I never got around to using dope, but I bought a small jar of Formula U black polyurethane paint at the hobby store, and I used it for a long time to paint engine compartments, biplane struts, cockpits, etc. Thinking back on it, I remember painting a landing gear black with this stuff when I moved to Kansas City in 1996, and I used it for the last time around 2016. It was a 4 ounce jar. I wanted to buy another one, but I think it went out of production a long time ago. Probably because a single jar lasts 20 years. That’s a good product but not a good business plan.
When I realized I needed a substitute, it occurred to me that I could color my bare wood parts with permanent markers before fuel proofing them with epoxy. I found out that you can use up a black Sharpie pretty quickly this way, so I went to the dollar store and bought a big fat one with a wedge shaped tip. I’ve used it quite a bit and it isn’t showing signs of running out yet.
Here are a few planes that have received the epoxy-over-Sharpie treatment.
You can use epoxy for fuel proofing with or without applying color first. From six feet away it looks great!
Use sanding dust to fill gaps
Sometimes you glue things together and they just don’t fit. You can use gap filling CA glue, but it tends to run away somewhere before it sets, leaving a gap. So you fill the gap again and shoot it with accelerator. Typically when this is done you are left with a protruding lump of CA that needs to be sanded away. One potential solution is to stick everything together with thin CA, then sand the area around the joint. Use your fingers to push balsa dust into the crack. Brush away the excess so nothing protrudes past the surface, then use thin CA to glue the dust in the crack.
Put your wing spar where it belongs
You have to balance your plane with the correct center of gravity before you fly it. The center of gravity should be marked on the plan sheet. Most of the time it will be right on the spar, or at the rear edge of the spar. This makes it easy to balance the plane because you just put your fingers under the spar and hold the airplane up. Some designers arrange things so the spar and the CG do not coincide, which requires you to mark the CG somewhere else to balance your finished model. Make it easier for yourself. Take note of the CG location on the plans, and when you’re cutting out the wing ribs place the spar notches at the designated center of gravity. I’ve built a lot of planes like this over the years, and I always just move the spar to where it belongs.

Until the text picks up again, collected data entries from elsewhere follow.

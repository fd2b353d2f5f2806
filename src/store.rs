use std::fs;
use std::path::{Path, PathBuf};

use camino::{Utf8Path, Utf8PathBuf};
use directories::BaseDirs;
use tempfile::Builder;

use crate::error::IngestError;

#[derive(Debug, Clone)]
pub struct Store {
    config_root: Utf8PathBuf,
    data_root: Utf8PathBuf,
}

impl Store {
    pub fn new() -> Result<Self, IngestError> {
        let dirs = BaseDirs::new().ok_or_else(|| {
            IngestError::Filesystem("unable to resolve home directories".to_string())
        })?;
        let config_root = Utf8PathBuf::from_path_buf(dirs.config_dir().join("celegans"))
            .map_err(|_| IngestError::Filesystem("invalid config directory".to_string()))?;
        let data_root = Utf8PathBuf::from_path_buf(dirs.data_dir().join("celegans"))
            .map_err(|_| IngestError::Filesystem("invalid data directory".to_string()))?;

        Ok(Self {
            config_root,
            data_root,
        })
    }

    pub fn new_with_paths(config_root: Utf8PathBuf, data_root: Utf8PathBuf) -> Self {
        Self {
            config_root,
            data_root,
        }
    }

    pub fn config_root(&self) -> &Utf8Path {
        &self.config_root
    }

    pub fn default_bucket_dir(&self) -> Utf8PathBuf {
        self.data_root.join("bucket")
    }

    pub fn write_bytes_atomic(path: &Utf8Path, content: &[u8]) -> Result<(), IngestError> {
        let parent = path
            .parent()
            .ok_or_else(|| IngestError::Filesystem(format!("invalid destination path: {path}")))?;
        fs::create_dir_all(parent.as_std_path())
            .map_err(|err| IngestError::Filesystem(err.to_string()))?;
        let temp = Builder::new()
            .prefix(".celegans-write")
            .tempfile_in(parent.as_std_path())
            .map_err(|err| IngestError::Filesystem(err.to_string()))?;
        fs::write(temp.path(), content).map_err(|err| IngestError::Filesystem(err.to_string()))?;
        temp.persist(path.as_std_path())
            .map_err(|err| IngestError::Filesystem(err.to_string()))?;
        Ok(())
    }

    pub fn read_bytes(path: &Utf8Path) -> Result<Option<Vec<u8>>, IngestError> {
        match fs::read(path.as_std_path()) {
            Ok(content) => Ok(Some(content)),
            Err(err) if err.kind() == std::io::ErrorKind::NotFound => Ok(None),
            Err(err) => Err(IngestError::Filesystem(format!("read {path}: {err}"))),
        }
    }
}

pub(crate) fn walk_dir(root: &Path) -> Result<Vec<PathBuf>, IngestError> {
    let mut items = Vec::new();
    let mut stack = vec![root.to_path_buf()];
    while let Some(path) = stack.pop() {
        let entries = fs::read_dir(&path)
            .map_err(|err| IngestError::Filesystem(format!("read {}: {err}", path.display())))?;
        for entry in entries {
            let entry = entry.map_err(|err| IngestError::Filesystem(err.to_string()))?;
            let path = entry.path();
            let file_type = entry
                .file_type()
                .map_err(|err| IngestError::Filesystem(format!("stat {}: {err}", path.display())))?;
            if file_type.is_dir() {
                stack.push(path.clone());
            }
            items.push(path);
        }
    }
    Ok(items)
}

Plastic covering for your plans
Just about every construction article will tell you to put something transparent over your plan sheet, then build the plane on top of it. Lots of people use plastic food wrap, which is just about the worst thing, or wax paper, which is a good idea if you’re using cement, but no good if you’re using CA. The best thing to use is the clear plastic backing from a roll of Monokote. Of course you’ll have to build a plane first and then cover it, and then you’ll be ready for your next building project. This plastic can be used repeatedly. I always save the backing from the wing covering on my largest building projects, which are big enough for just about anything I build.
Put wing sheeting on with the grain going in the correct direction
When you put sheeting on the leading edge of a tapered wing, don’t orient the grain so it’s parallel to the spar, like this:
Orient the grain so it is parallel to the leading edge, like this:
When the grain is diagonal to the leading edge, it tends to make a series of bumps and dips along the edge. When the grain is parallel to the leading edge it tends to lie flat, so it’s easier to make a wing with a nice, smooth surface.
Use glue dots for your center of gravity marker
Put a dot of medium CA glue on each wing at the designated center of gravity location, and give it a shot of accelerator. You can easily feel the little dot with your fingers as you hold the plane up to check the balance.